Serving 15 years in Lassen Community College’s Academic Senate and 11 years as its president, Cheryl Aschenbach’s leadership will clearly be missed following her recent election as the Secretary of State for the Academic Senate for California Community Colleges.
Aschenbach was recognized by Disabled Student Programs and Services instructor Carrie Nyman, and work experience instructor Lisa Garnier, who both tearfully spoke of Aschenbach’s impact on their experience at the college as well as their lives.
“Last week was Teacher Appreciation Week for the National Education Association, and May 8 was California Teachers Appreciation Day,” said Nyman at the college’s May 14 board of trustees meeting. “May 22, which is coming up is Red for Ed Day. It’s a day of action. The day teachers raise their voices together for our students, for our schools and for ourselves as educators.”
Nyman continued, saying the faculty wished to recognize one of its great teachers: Aschenbach.
Nyman began choking up during her descriptions of Aschenbach as one who has strengthened their local academic senate, and “has been the voice of the faculty for all community colleges statewide. Developing state policies, academics and professional matters.”
The college’s boardroom broke into applause and tears as Aschenbach made her way to the podium to embrace her colleagues and accept the award.
After wiping away tears, Nyman finished by saying, “We cannot wait to see her leadership in her newly elected position as Secretary of State for the Academic Senate for California Community Colleges.”
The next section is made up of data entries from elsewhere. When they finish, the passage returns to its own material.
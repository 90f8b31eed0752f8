//! Static model catalog.
//!
//! The catalog is fixed and ordered; it is never derived from the upstream
//! API. Entries list the models the relay is willing to pass through.

use parley_types::chat::ModelInfo;

/// Model used when a chat request names none.
pub const DEFAULT_MODEL: &str = "gpt-4o-mini";

/// The fixed, ordered model catalog.
pub fn model_catalog() -> Vec<ModelInfo> {
    vec![
        ModelInfo {
            id: "gpt-4o-mini".into(),
            display_name: "GPT-4o mini".into(),
            description: "Fast, low-cost default for everyday conversation.".into(),
        },
        ModelInfo {
            id: "gpt-4o".into(),
            display_name: "GPT-4o".into(),
            description: "Flagship multimodal model for harder questions.".into(),
        },
        ModelInfo {
            id: "o3-mini".into(),
            display_name: "o3-mini".into(),
            description: "Reasoning model for multi-step problems.".into(),
        },
    ]
}

#[cfg(test)]
mod tests {
    use super::*;

    #[test]
    fn test_catalog_is_ordered_and_contains_default() {
        let models = model_catalog();
        assert_eq!(models.first().unwrap().id, DEFAULT_MODEL);
        assert_eq!(models.len(), 3);
    }
}
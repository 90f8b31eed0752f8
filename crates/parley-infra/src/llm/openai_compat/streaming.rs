//! OpenAI SSE stream to [`StreamEvent`] adapter.
//!
//! Maps `async-openai`'s [`ChatCompletionResponseStream`] chunks to the
//! provider-agnostic [`StreamEvent`] enum. Only text deltas matter to the
//! relay; finish reasons and usage chunks are skipped. The adapter always
//! terminates with [`StreamEvent::Done`] unless a chunk fails, in which
//! case the error item ends the stream.

use std::pin::Pin;

use futures_util::{Stream, StreamExt};

use async_openai::types::chat::ChatCompletionResponseStream;

use parley_types::llm::{LlmError, StreamEvent};

/// Map an async-openai response stream to a stream of [`StreamEvent`]s.
pub fn map_openai_stream(
    stream: ChatCompletionResponseStream,
) -> Pin<Box<dyn Stream<Item = Result<StreamEvent, LlmError>> + Send + 'static>> {
    Box::pin(async_stream::try_stream! {
        let mut stream = stream;

        while let Some(result) = stream.next().await {
            let chunk = result.map_err(|e| LlmError::Stream(e.to_string()))?;

            for choice in &chunk.choices {
                if let Some(text) = choice.delta.content.clone() {
                    if !text.is_empty() {
                        yield StreamEvent::TextDelta { text };
                    }
                }
            }
        }

        yield StreamEvent::Done;
    })
}
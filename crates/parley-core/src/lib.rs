//! Business logic for the Parley chat relay.
//!
//! Defines the [`session::store::SessionStore`] and
//! [`llm::provider::LlmProvider`] traits and the [`relay::RelayService`]
//! that orchestrates them. This crate never depends on parley-infra;
//! concrete implementations are injected at construction time.

pub mod llm;
pub mod relay;
pub mod session;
Aschenbach gave her last academic senate report to the trustees shortly after accepting her award and said, “The folks who are on the ground and have the most contact with students aren’t often in this room with us. Those are our faculty and classified professionals.”
Aschenbach shared something she brought up years ago when first in the position of academic senate president, and at another point in her career, “And that’s administration evaluation. As a faculty member, I have a 360-degree evaluation for the most part. I’m evaluated by my supervisor, a couple of my peers and the students who are taking my classes, and yet we’re unique in this faculty in we’re the only one’s who are evaluated in that way.”
Aschenbach told the trustees and attendees that she had asked before for the possibility of allowing input into the evaluations of the college’s administration and president. She foresaw potential positives for allowing “additional perceptions on how the job that they’re doing is working for the college.”
“I’ve always sought to work collaboratively with students and faculty and staff, first and foremost in everything that I did,” said Aschenbach. She began to choke up again, saying, “And that has always guided the work that I do.”